At a stroke, Deutsche sheds most of its regional retail funds business and transforms Harvest Fund Management into ChinaÆs biggest cross-border asset manager.

Beijing-based Harvest Fund Management has absorbed much of the Asian retail capabilities, personnel and assets of Deutsche Asset Management, via a newly formed Hong Kong entity named Harvest Global Investments.

Deutsche Asset Management (DeAM) owns a 30% stake in Harvest Fund Management, which manages about $29 billion as of end June.

This vaults Harvest into the lead when it comes to China's fund houses building cross-border businesses in Hong Kong. More about that in a moment.

For Deutsche Bank, the deal is a chance to wash its hands of retail funds management in Asia; its DWS brand has never really taken off in the region, and has been criticised at a global level by Deutsche group CEO Josef Ackerman. In February, Ackerman criticised both DWS and alternative investment unit RREEF for impairments stemming from losses in 2008, and spoke of the need to "reengineer" asset management.

DeAM subsequently lost many senior staff in Asia, with CEO Ed Peters leaving, reportedly to run his own fund, followed by co-COO Paul Klug's transferring to the private bank in Mauritius. Mark Cullen, who is based in New York as global COO, is now acting head of all DeAM business in Asia.

DeAM will retain its institutional business, its division managing insurance assets, a distribution team for global product, and RREEF. It will also hang on to its 60% stake in Taiwan joint venture Deutsche Far East Asset Management, Lastly it will retain DWS onshore businesses in Korea and India, but its pan-Asia investment capabilities have either been scaled down (such as when, late last year, it trimmed the fixed-income investment team in Singapore) or transferred to Harvest. It remains a sizeable player in Asia, with around 400 employees throughout the region.

So there are two stories here. First is that DeAM has gotten rid of the fixed costs of a pan-Asia asset management business that observers outside the firm say was not successful. This leaves DeAM to concentrate on a more compact business with institutions, in which presumably it can leverage relationships from the banking side, as well as some key markets for onshore business.
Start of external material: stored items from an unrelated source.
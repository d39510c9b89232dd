//! Facade crate for the fixture factory.
//! Re-exports the registry, the resolution engine and the derive macro, and owns
//! the process-wide registry used by [`register`] and [`factory`].
//! Keep this crate thin: it should compose other crates, not implement resolution logic.
//!
//! ## Usage
//!
//! ```rust
//! use fixtura::prelude::*;
//! use serde::Deserialize;
//!
//! #[derive(Debug, Deserialize, Model)]
//! struct Account {
//!     #[fixture(default = "default id")]
//!     id: String,
//!     #[fixture(default = "default name")]
//!     name: String,
//!     #[fixture(default = "", depends_on(id, name), with = handle)]
//!     handle: String,
//! }
//!
//! fn handle(inputs: &Inputs<'_>) -> String {
//!     format!("{}@{}", inputs.text("name"), inputs.text("id"))
//! }
//!
//! fixtura::register::<Account>()?;
//! let account = fixtura::factory::<Account>()?.build_with(Overrides::new().set("name", "ann"))?;
//! assert_eq!(account.handle, "ann@default id");
//! # Ok::<(), FactoryError>(())
//! ```

use std::sync::LazyLock;

pub use fixtura_derive::Model;
pub use fixtura_domain::{
    DependencyOrdering, FactoryConfig, FieldName, FieldSet, ModelId, Overrides, Value, is_present,
};
pub use fixtura_engine::{Engine, Factory};
pub use fixtura_kernel::config::{ConfigError, load_config, load_factory_config};
pub use fixtura_logger as logger;
pub use fixtura_registry::{
    Blueprint, DependsOn, DerivationError, DerivationErrorExt, FactoryError, FactoryErrorExt,
    Inputs, IntoDerived, Model, ModelEntry, ModelRegistry, construct_with_serde,
};
pub use serde_json::json;

/// Everything a fixture module usually needs.
pub mod prelude {
    pub use crate::{
        DependsOn, Factory, FactoryConfig, FactoryError, Inputs, Model, Overrides, factory,
        register,
    };
}

static REGISTRY: LazyLock<ModelRegistry> = LazyLock::new(ModelRegistry::new);

/// The process-wide registry shared by [`register`] and [`factory`].
#[must_use]
pub fn registry() -> &'static ModelRegistry {
    &REGISTRY
}

/// Registers `M` in the process-wide registry, replacing an earlier registration.
///
/// # Errors
/// Returns [`FactoryError::Serde`] when a declared default cannot be serialized.
pub fn register<M: Model>() -> Result<(), FactoryError> {
    REGISTRY.register_model::<M>().map(|_| ())
}

/// Selects the factory of `M` from the process-wide registry.
///
/// # Errors
/// [`FactoryError::NotRegistered`] when `M` was never registered.
pub fn factory<M: Model>() -> Result<Factory<M>, FactoryError> {
    factory_with(FactoryConfig::default())
}

/// Like [`factory`], with an explicit engine configuration.
///
/// # Errors
/// [`FactoryError::NotRegistered`], and [`FactoryError::CyclicDerivation`] in topological mode.
pub fn factory_with<M: Model>(config: FactoryConfig) -> Result<Factory<M>, FactoryError> {
    Engine::new(&REGISTRY).with_config(config).factory()
}

/// Selects the factory of `M` using the layered configuration from [`load_factory_config`].
///
/// # Errors
/// Loader failures surface as [`FactoryError::Config`] with the loader error as the source.
pub fn factory_from_env<M: Model>() -> Result<Factory<M>, FactoryError> {
    let config = load_factory_config(None::<&str>).context("loading factory config")?;
    factory_with(config)
}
The second, more dramatic story is Harvest. Since last year, a handful of leading Chinese asset management companies, including China Southern and China Asset Management, have been setting up infrastructure in Hong Kong in order to manage QDII products, attract QFII mandates and gain overseas experience.
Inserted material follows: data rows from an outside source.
//! # Model Registry
//!
//! Storage side of the fixture factory: what a model registers and where it is kept.
//!
//! * [`Blueprint`]: field defaults in declaration order plus per-field [`FieldOptions`].
//! * [`DependsOn`]: the only field option, a derivation over other fields' resolved values.
//! * [`ModelRegistry`]: `ModelId -> ModelEntry` map, last registration wins.
//! * [`Model`]: the contract a producible type fulfils (registration data and construction).
//!
//! Resolution itself lives in `fixtura-engine`.

pub mod blueprint;
pub mod derivation;
mod error;
pub mod model;
pub mod registry;

pub use crate::blueprint::{Blueprint, FieldOptions, OptionsMap};
pub use crate::derivation::{Derivation, DerivationError, DerivationErrorExt, DependsOn, Inputs, IntoDerived};
pub use crate::error::{FactoryError, FactoryErrorExt};
pub use crate::model::{Model, construct_with_serde};
pub use crate::registry::{ModelEntry, ModelRegistry};
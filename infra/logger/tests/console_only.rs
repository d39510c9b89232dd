use fixtura_logger::{LevelFilter, Logger};

#[test]
fn init_console_only_returns_named_handle() {
    let logger = Logger::builder()
        .name("integration-console-only")
        .console(true)
        .level(LevelFilter::INFO)
        .test_writer(true)
        .init()
        .expect("logger should initialize");

    assert_eq!(logger.name(), "integration-console-only");
    tracing::info!("console logger is live");
}
use fixtura_derive::fixtura_error;

#[fixtura_error]
pub enum DemoError {
    #[error("IO error: {source}")]
    Io { source: std::io::Error },
}

fn main() {}
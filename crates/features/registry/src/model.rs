use crate::blueprint::Blueprint;
use crate::error::{FactoryError, FactoryErrorExt};
use fixtura_domain::{FieldSet, ModelId, Value};
use serde::de::DeserializeOwned;

/// A type the factory can produce.
///
/// Implementors supply the two collaborators the engine needs: the registration
/// data ([`Model::blueprint`]) and the construction entry point ([`Model::construct`]).
/// `#[derive(Model)]` generates both from field attributes.
pub trait Model: Sized {
    /// Registry key. Defaults to the type's short name.
    fn model_id() -> ModelId {
        ModelId::of::<Self>()
    }

    /// Field defaults and options registered for this model.
    fn blueprint() -> Result<Blueprint, FactoryError>;

    /// Builds an instance from a complete, resolved field set.
    fn construct(fields: FieldSet) -> Result<Self, FactoryError>;
}

/// Construction entry point for any `Deserialize` type.
///
/// # Errors
/// [`FactoryError::Serde`] when the field set does not match the target type.
pub fn construct_with_serde<T: DeserializeOwned>(fields: FieldSet) -> Result<T, FactoryError> {
    serde_json::from_value(Value::Object(fields))
        .context(format!("constructing '{}'", ModelId::of::<T>()))
}
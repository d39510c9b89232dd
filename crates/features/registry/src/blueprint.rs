//! Registration input: per-field defaults plus per-field options.

use crate::derivation::DependsOn;
use crate::error::{FactoryError, FactoryErrorExt};
use fixtura_domain::{FieldName, FieldSet, Value};
use fxhash::FxHashMap;
use serde::Serialize;

/// Optional per-field metadata.
#[derive(Debug, Clone, Default)]
pub struct FieldOptions {
    pub depends_on: Option<DependsOn>,
}

impl FieldOptions {
    #[must_use]
    pub const fn depends_on(depends_on: DependsOn) -> Self {
        Self { depends_on: Some(depends_on) }
    }

    /// Number of referenced fields; zero when no derivation is declared.
    #[must_use]
    pub fn reference_count(&self) -> usize {
        self.depends_on.as_ref().map_or(0, |d| d.fields().len())
    }
}

/// Field option mapping as stored in a registered entry.
pub type OptionsMap = FxHashMap<FieldName, FieldOptions>;

/// Declarative description of a model's defaults, built once at registration time.
///
/// Fields keep the order in which they were declared.
///
/// ```rust,ignore
/// let blueprint = Blueprint::new()
///     .field("id", "default id")
///     .field("name", "default name")
///     .derived(
///         "other",
///         "default value",
///         DependsOn::new(["id", "name"], |inputs: &Inputs<'_>| {
///             format!("{} and {}", inputs.text("id"), inputs.text("name"))
///         }),
///     );
/// ```
#[derive(Debug, Clone, Default)]
pub struct Blueprint {
    defaults: FieldSet,
    options: OptionsMap,
}

impl Blueprint {
    #[must_use]
    pub fn new() -> Self {
        Self::default()
    }

    /// Builds a blueprint from raw mappings.
    ///
    /// Options for names that have no default are dropped, since only fields with a
    /// default take part in resolution.
    #[must_use]
    pub fn from_parts(
        defaults: FieldSet,
        options: impl IntoIterator<Item = (FieldName, FieldOptions)>,
    ) -> Self {
        let options = options
            .into_iter()
            .filter(|(name, _)| {
                let known = defaults.contains_key(name);
                if !known {
                    tracing::debug!(field = %name, "Dropping options for a field without a default");
                }
                known
            })
            .collect();
        Self { defaults, options }
    }

    /// Registers a field with a static default.
    ///
    /// Re-declaring a derived field this way drops its derivation.
    #[must_use]
    pub fn field(mut self, name: impl Into<FieldName>, default: impl Into<Value>) -> Self {
        let name = name.into();
        self.options.remove(&name);
        self.defaults.insert(name, default.into());
        self
    }

    /// Registers a field whose default is computed from other fields.
    #[must_use]
    pub fn derived(
        mut self,
        name: impl Into<FieldName>,
        default: impl Into<Value>,
        depends_on: DependsOn,
    ) -> Self {
        let name = name.into();
        self.options.insert(name.clone(), FieldOptions::depends_on(depends_on));
        self.defaults.insert(name, default.into());
        self
    }

    /// Like [`Blueprint::field`] for any serializable default.
    ///
    /// # Errors
    /// [`FactoryError::Serde`] when the default cannot be represented as JSON.
    pub fn try_field(
        self,
        name: impl Into<FieldName>,
        default: impl Serialize,
    ) -> Result<Self, FactoryError> {
        let name = name.into();
        let value = to_default(&name, default)?;
        Ok(self.field(name, value))
    }

    /// Like [`Blueprint::derived`] for any serializable default.
    ///
    /// # Errors
    /// [`FactoryError::Serde`] when the default cannot be represented as JSON.
    pub fn try_derived(
        self,
        name: impl Into<FieldName>,
        default: impl Serialize,
        depends_on: DependsOn,
    ) -> Result<Self, FactoryError> {
        let name = name.into();
        let value = to_default(&name, default)?;
        Ok(self.derived(name, value, depends_on))
    }

    #[must_use]
    pub const fn defaults(&self) -> &FieldSet {
        &self.defaults
    }

    #[must_use]
    pub const fn options(&self) -> &OptionsMap {
        &self.options
    }

    #[must_use]
    pub fn into_parts(self) -> (FieldSet, OptionsMap) {
        (self.defaults, self.options)
    }
}

fn to_default(name: &str, default: impl Serialize) -> Result<Value, FactoryError> {
    serde_json::to_value(default).context(format!("serializing default of field '{name}'"))
}
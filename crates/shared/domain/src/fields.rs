//! Field sets and per-call overrides.

use serde::{Deserialize, Serialize};
use serde_json::{Map, Value};

/// Name of a model field as it appears in a [`FieldSet`].
pub type FieldName = String;

/// Field name to value mapping. Iteration follows insertion order.
pub type FieldSet = Map<FieldName, Value>;

/// Returns `true` when a derived value should replace the static default.
///
/// `null`, `false`, zero and the empty string count as absent.
/// Arrays and objects are present even when empty.
#[must_use]
pub fn is_present(value: &Value) -> bool {
    match value {
        Value::Null => false,
        Value::Bool(flag) => *flag,
        Value::Number(number) => number.as_f64().is_some_and(|n| n != 0.0),
        Value::String(text) => !text.is_empty(),
        Value::Array(_) | Value::Object(_) => true,
    }
}

/// Caller-supplied values for a single production call.
///
/// Overrides take precedence over both static defaults and derived values.
#[derive(Debug, Clone, Default, PartialEq, Serialize, Deserialize)]
#[serde(transparent)]
pub struct Overrides(FieldSet);

impl Overrides {
    #[must_use]
    pub fn new() -> Self {
        Self::default()
    }

    /// Adds or replaces an override.
    #[must_use]
    pub fn set(mut self, field: impl Into<FieldName>, value: impl Into<Value>) -> Self {
        self.0.insert(field.into(), value.into());
        self
    }

    /// Adds an override from any serializable value.
    ///
    /// # Errors
    /// Returns the serializer error when `value` cannot be represented as JSON.
    pub fn try_set(
        mut self,
        field: impl Into<FieldName>,
        value: impl Serialize,
    ) -> Result<Self, serde_json::Error> {
        self.0.insert(field.into(), serde_json::to_value(value)?);
        Ok(self)
    }

    /// Builds overrides from a JSON object. Returns `None` for any other JSON value.
    #[must_use]
    pub fn from_value(value: Value) -> Option<Self> {
        match value {
            Value::Object(map) => Some(Self(map)),
            _ => None,
        }
    }

    #[must_use]
    pub fn get(&self, field: &str) -> Option<&Value> {
        self.0.get(field)
    }

    #[must_use]
    pub fn contains(&self, field: &str) -> bool {
        self.0.contains_key(field)
    }

    pub fn iter(&self) -> impl Iterator<Item = (&FieldName, &Value)> {
        self.0.iter()
    }

    #[must_use]
    pub fn len(&self) -> usize {
        self.0.len()
    }

    #[must_use]
    pub fn is_empty(&self) -> bool {
        self.0.is_empty()
    }

    #[must_use]
    pub fn into_inner(self) -> FieldSet {
        self.0
    }
}

impl From<FieldSet> for Overrides {
    fn from(map: FieldSet) -> Self {
        Self(map)
    }
}

impl<K, V> FromIterator<(K, V)> for Overrides
where
    K: Into<FieldName>,
    V: Into<Value>,
{
    fn from_iter<I: IntoIterator<Item = (K, V)>>(iter: I) -> Self {
        Self(iter.into_iter().map(|(k, v)| (k.into(), v.into())).collect())
    }
}

impl<'a> IntoIterator for &'a Overrides {
    type Item = (&'a FieldName, &'a Value);
    type IntoIter = serde_json::map::Iter<'a>;

    fn into_iter(self) -> Self::IntoIter {
        self.0.iter()
    }
}

#[cfg(test)]
mod tests {
    use super::*;
    use serde_json::json;

    #[test]
    fn falsy_values_are_absent() {
        for value in [json!(null), json!(false), json!(0), json!(0.0), json!("")] {
            assert!(!is_present(&value), "{value} should be absent");
        }
    }

    #[test]
    fn containers_are_present_even_when_empty() {
        for value in [json!([]), json!({}), json!(true), json!(-1), json!("x")] {
            assert!(is_present(&value), "{value} should be present");
        }
    }

    #[test]
    fn overrides_builder_keeps_insertion_order() {
        let overrides = Overrides::new().set("b", 1).set("a", "two").set("b", 3);
        let keys: Vec<_> = overrides.iter().map(|(k, _)| k.as_str()).collect();
        assert_eq!(keys, ["b", "a"]);
        assert_eq!(overrides.get("b"), Some(&json!(3)));
    }

    #[test]
    fn from_value_only_accepts_objects() {
        assert!(Overrides::from_value(json!([1, 2])).is_none());
        let overrides = Overrides::from_value(json!({ "name": "x" })).unwrap();
        assert!(overrides.contains("name"));
        assert_eq!(overrides.len(), 1);
    }

    #[test]
    fn try_set_serializes_structs() {
        #[derive(Serialize)]
        struct Address {
            city: &'static str,
        }

        let overrides = Overrides::new().try_set("address", Address { city: "Kyiv" }).unwrap();
        assert_eq!(overrides.get("address"), Some(&json!({ "city": "Kyiv" })));
    }
}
Instead of having to build a business from scratch, Harvest will now acquire DWS's Asian and Greater China equities investment capabilities and existing funds, and the people who manufacture, manage and sell them. Michele Bang, who previously has run DWS operations in Singapore, has transferred to Hong Kong to serve as Harvest Global Investments' new CEO. She will integrate the teams and help HGI become a regional fund house. Bang reports to Henry Zhao, Harvest CEO in Beijing.

The size of assets to be transferred was not disclosed (nor the terms for the people who have suddenly become Harvest employees) but this will give HGI scale, experienced fund managers and a track record that its competitors cannot match. A total of 10 DeAM staff have been delegated to HGI. The HGI platform is intended to go live in September.

Moreover this gives Harvest a chance to hit the reset button regarding its QDII fund track record -- which is not very impressive. Harvest made waves in 2007 by launching a blockbuster QDII fund that raised about $5 billion in a single day.

The performance hasn't matched the hype, however: in 2007 (the peak for global equity markets), it lost -49.94%, and only made 36.82% in 2008, leaving it in the red. Lipper says the strategy has lost -41.4% since inception. That strategy, according to Lipper, had only two managers: foreign advisors Alexander Branik, a Frankfurt-based emerging-market equities manager at DWS, and fund manager Li Kai (formerly a portfolio manager at DeAM). (DWS in Frankfurt says Branik is not associated with the fund.)

Now HGI can point to the DWS Asian and Greater China equity funds as part of its track record.

The deal also clears the way for Harvest to grow its regional business, as it won't have to worry about the retail arm of its foreign shareholder competing for mandates or resources. DeAM, meanwhile, retains its 30% interest in Harvest and will continue to benefit from its growth.

Liz Mak contributed to this story.

¬ Haymarket Media Limited. All rights reserved.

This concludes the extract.